Pegasus Medical Director Featured in Gadsden Style Magazine
DR. DJIBY DIOP WANTED TO study medicine from the time he was a young boy in Africa. Some 50 years later, he has fulfilled that dream.
Diop, 57, is medical director at Gadsden Regional Medical Center. He is making a difference, whether it is touching the lives of his patients or the lives of the team he says is critical in caring for patients.
"Our mission is to bring excellence in all aspects of health care," he says. "I am one of those people who believes in teamwork."
Diop was born in Senegal, a small country on the western coast of Africa.
"Medicine was always something that fascinated me, because I came from a country where people have a lot of illness," he says. "I knew I wanted to be able to be in a position to be able to make a difference. I knew medicine was what I wanted to do."
Diop knew that no other country surpassed the United States in the medical field, so he came here to study medicine.
But first, he had to learn English.
"It was just sounds," he says, recalling his early days as a teenager.
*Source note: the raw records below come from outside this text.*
//! Configuration errors.

use std::path::PathBuf;
use thiserror::Error;

/// Why configuration could not be loaded.
///
/// Unknown keys surface as [`TomlError`](Self::TomlError) or
/// [`JsonError`](Self::JsonError); every section denies unknown fields.
#[derive(Error, Debug)]
pub enum ConfigError {
    /// An explicitly requested file does not exist.
    #[error("config file {path} does not exist")]
    FileNotFound {
        /// Requested path.
        path: PathBuf,
    },

    /// The file exists but could not be read.
    #[error("cannot read config file {path}")]
    Read {
        /// File path.
        path: PathBuf,
        /// I/O failure.
        #[source]
        source: std::io::Error,
    },

    /// Malformed TOML.
    #[error("invalid TOML config: {0}")]
    TomlError(#[from] toml::de::Error),

    /// Malformed JSON.
    #[error("invalid JSON config: {0}")]
    JsonError(#[from] serde_json::Error),

    /// A value parsed but failed validation.
    #[error("{field}: {reason}")]
    InvalidValue {
        /// Dotted key, e.g. `service_api.maintenance-mode-role`.
        field: String,
        /// What is wrong with it.
        reason: String,
    },

    /// A `PREFIX__SECTION__KEY` override has an unusable value.
    #[error("environment override {var}: {reason}")]
    EnvOverride {
        /// Variable name.
        var: String,
        /// What is wrong with it.
        reason: String,
    },

    /// A `.env` file exists but is malformed.
    #[error("cannot load .env file: {0}")]
    Dotenv(#[from] dotenvy::Error),

    /// Neither `.toml` nor `.json`.
    #[error("unsupported config format: {0}")]
    UnsupportedFormat(String),
}

impl ConfigError {
    /// Creates a [`FileNotFound`](Self::FileNotFound) error.
    pub fn file_not_found(path: impl Into<PathBuf>) -> Self {
        Self::FileNotFound { path: path.into() }
    }

    /// Creates a [`Read`](Self::Read) error.
    pub fn read_error(path: impl Into<PathBuf>, source: std::io::Error) -> Self {
        Self::Read {
            path: path.into(),
            source,
        }
    }

    /// Creates an [`InvalidValue`](Self::InvalidValue) error.
    pub fn invalid_value(field: impl Into<String>, reason: impl Into<String>) -> Self {
        Self::InvalidValue {
            field: field.into(),
            reason: reason.into(),
        }
    }

    /// Creates an [`EnvOverride`](Self::EnvOverride) error.
    pub fn env_parse_error(var: impl Into<String>, reason: impl Into<String>) -> Self {
        Self::EnvOverride {
            var: var.into(),
            reason: reason.into(),
        }
    }
}
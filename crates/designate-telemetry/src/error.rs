//! Telemetry error types.

use thiserror::Error;

/// Errors that can occur while setting up telemetry.
#[derive(Debug, Error)]
pub enum TelemetryError {
    /// Failed to initialize logging.
    #[error("Failed to initialize logging: {0}")]
    LoggingInit(String),

    /// The log filter directive could not be parsed.
    #[error("Invalid log filter '{directive}': {reason}")]
    InvalidFilter {
        /// The rejected directive.
        directive: String,
        /// Parser message.
        reason: String,
    },
}

#[cfg(test)]
mod tests {
    use super::*;

    #[test]
    fn test_error_display() {
        let err = TelemetryError::LoggingInit("already set".to_string());
        assert_eq!(err.to_string(), "Failed to initialize logging: already set");

        let err = TelemetryError::InvalidFilter {
            directive: "info,[".to_string(),
            reason: "unclosed bracket".to_string(),
        };
        assert!(err.to_string().contains("info,["));
    }
}
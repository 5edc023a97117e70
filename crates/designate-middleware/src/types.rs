//! Common types used throughout the middleware pipeline.

use bytes::Bytes;
use http::header::{HeaderValue, CONTENT_TYPE};
use http::StatusCode;
use http_body_util::Full;
use serde::Serialize;

/// The HTTP request type used in the middleware pipeline.
pub type Request = http::Request<Full<Bytes>>;

/// The HTTP response type used in the middleware pipeline.
pub type Response = http::Response<Full<Bytes>>;

/// Extension trait for building pipeline-generated responses.
pub trait ResponseExt {
    /// Creates a response with no body.
    fn empty(status: StatusCode) -> Response;

    /// Creates an `application/json` response from a serializable body.
    fn json<T: Serialize>(status: StatusCode, body: &T) -> Response;
}

impl ResponseExt for Response {
    fn empty(status: StatusCode) -> Response {
        let mut response = http::Response::new(Full::new(Bytes::new()));
        *response.status_mut() = status;
        response
    }

    fn json<T: Serialize>(status: StatusCode, body: &T) -> Response {
        let bytes = serde_json::to_vec(body).unwrap_or_default();
        let mut response = http::Response::new(Full::new(Bytes::from(bytes)));
        *response.status_mut() = status;
        response
            .headers_mut()
            .insert(CONTENT_TYPE, HeaderValue::from_static("application/json"));
        response
    }
}

/// Returns the URL a request was made to.
///
/// Origin-form request targets are completed with the `Host` header when
/// one is present.
pub fn request_url(request: &Request) -> String {
    let uri = request.uri();
    if uri.authority().is_some() {
        return uri.to_string();
    }

    let target = uri.path_and_query().map_or("/", |pq| pq.as_str());
    match request
        .headers()
        .get(http::header::HOST)
        .and_then(|h| h.to_str().ok())
    {
        Some(host) => format!("http://{host}{target}"),
        None => target.to_string(),
    }
}
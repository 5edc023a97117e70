//! Core middleware trait and types.
//!
//! Every pipeline stage implements [`Middleware`]. A stage receives the
//! mutable [`MiddlewareContext`], the request, and a [`Next`] handle for
//! the rest of the chain. Errors travel back up the chain as
//! [`ApiError`](designate_core::ApiError) values until a fault boundary
//! turns them into a response.
//!
//! # Example
//!
//! ```ignore
//! use designate_middleware::{BoxFuture, Middleware, MiddlewareContext, Next, Request, Response};
//! use designate_core::ApiResult;
//!
//! struct Timing;
//!
//! impl Middleware for Timing {
//!     fn name(&self) -> &'static str {
//!         "timing"
//!     }
//!
//!     fn process<'a>(
//!         &'a self,
//!         ctx: &'a mut MiddlewareContext,
//!         request: Request,
//!         next: Next<'a>,
//!     ) -> BoxFuture<'a, ApiResult<Response>> {
//!         Box::pin(async move {
//!             let result = next.run(ctx, request).await;
//!             tracing::debug!(elapsed = ?ctx.elapsed(), "Request finished");
//!             result
//!         })
//!     }
//! }
//! ```

use crate::context::MiddlewareContext;
use crate::types::{Request, Response};
use designate_core::{ApiResult, BoxFuture};

/// The core middleware trait.
///
/// # Invariants
///
/// - Middleware calls `next.run()` at most once
/// - Middleware that short-circuits returns its own response without
///   calling `next`
/// - Only fault boundaries turn an `Err` into an `Ok` response
pub trait Middleware: Send + Sync + 'static {
    /// Returns the unique name of this middleware stage.
    fn name(&self) -> &'static str;

    /// Process the request through this middleware.
    fn process<'a>(
        &'a self,
        ctx: &'a mut MiddlewareContext,
        request: Request,
        next: Next<'a>,
    ) -> BoxFuture<'a, ApiResult<Response>>;
}

/// The terminal request handler.
pub type BoxHandler<'a> = Box<
    dyn FnOnce(&mut MiddlewareContext, Request) -> BoxFuture<'static, ApiResult<Response>>
        + Send
        + 'a,
>;

/// Callback to invoke the next middleware in the chain.
///
/// Consumed by [`run`](Self::run), so it can only be invoked once.
pub struct Next<'a> {
    inner: NextInner<'a>,
}

enum NextInner<'a> {
    Chain {
        middleware: &'a dyn Middleware,
        next: Box<Next<'a>>,
    },
    Handler(BoxHandler<'a>),
}

impl<'a> Next<'a> {
    /// Creates a `Next` that will invoke the given middleware.
    pub(crate) fn new(middleware: &'a dyn Middleware, next: Next<'a>) -> Self {
        Self {
            inner: NextInner::Chain {
                middleware,
                next: Box::new(next),
            },
        }
    }

    /// Creates a terminal `Next` that invokes the handler.
    pub(crate) fn handler<F>(f: F) -> Self
    where
        F: FnOnce(&mut MiddlewareContext, Request) -> BoxFuture<'static, ApiResult<Response>>
            + Send
            + 'a,
    {
        Self {
            inner: NextInner::Handler(Box::new(f)),
        }
    }

    /// Invokes the next middleware or handler in the chain.
    pub async fn run(self, ctx: &mut MiddlewareContext, request: Request) -> ApiResult<Response> {
        match self.inner {
            NextInner::Chain { middleware, next } => middleware.process(ctx, request, *next).await,
            NextInner::Handler(handler) => handler(ctx, request).await,
        }
    }
}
"My notebook would be empty."
But Diop was quick to learn English and graduated from high school in Maryland as a member of the National Honor Society. He obtained dual college degrees and found himself at an Ivy League school.
"I didn't know the difference in an Ivy League school," he says. "I just knew I wanted to be affiliated with the best schools."
He went to the Brown University School of Medicine and then to the Harvard School of Public Health.
He first worked with a public health agency to help implement an AIDS-related health project with African countries.
"That was my way of giving back to Africa," he says.
He went into two specialty fields, internal medicine and emergency medicine.
He worked at Massachusetts General Hospital as the attending physician in the emergency department.
"I was teaching residents and young physicians," he says.
Through the years, he obtained all types of training, received many awards and recognitions and advanced through his field at jobs across the country.
He came to Gadsden in 2009 with specific goals.
Not only is caring for his patients a priority, so is providing them with excellent customer service and an overall good experience.
To do that, Diop believes strongly that the best care comes from a successful alliance with the medical staff and hospital.
"There are many different departments and many different people that must work together in concert to achieve this," he says. "A physician alone cannot do it."
Diop says he has high standards and demands the same from everyone on the team.
"I don't ask of anyone anything I won't do myself," he says.
Diop says in more than 30 years in the medical profession, the changes in technology are one of the biggest differences he has seen.
With some current technology, some blood test results are available within two minutes at the patient's bedside.
"We can expedite care, and we are very proud of that."
I am one of those people who believes in teamwork.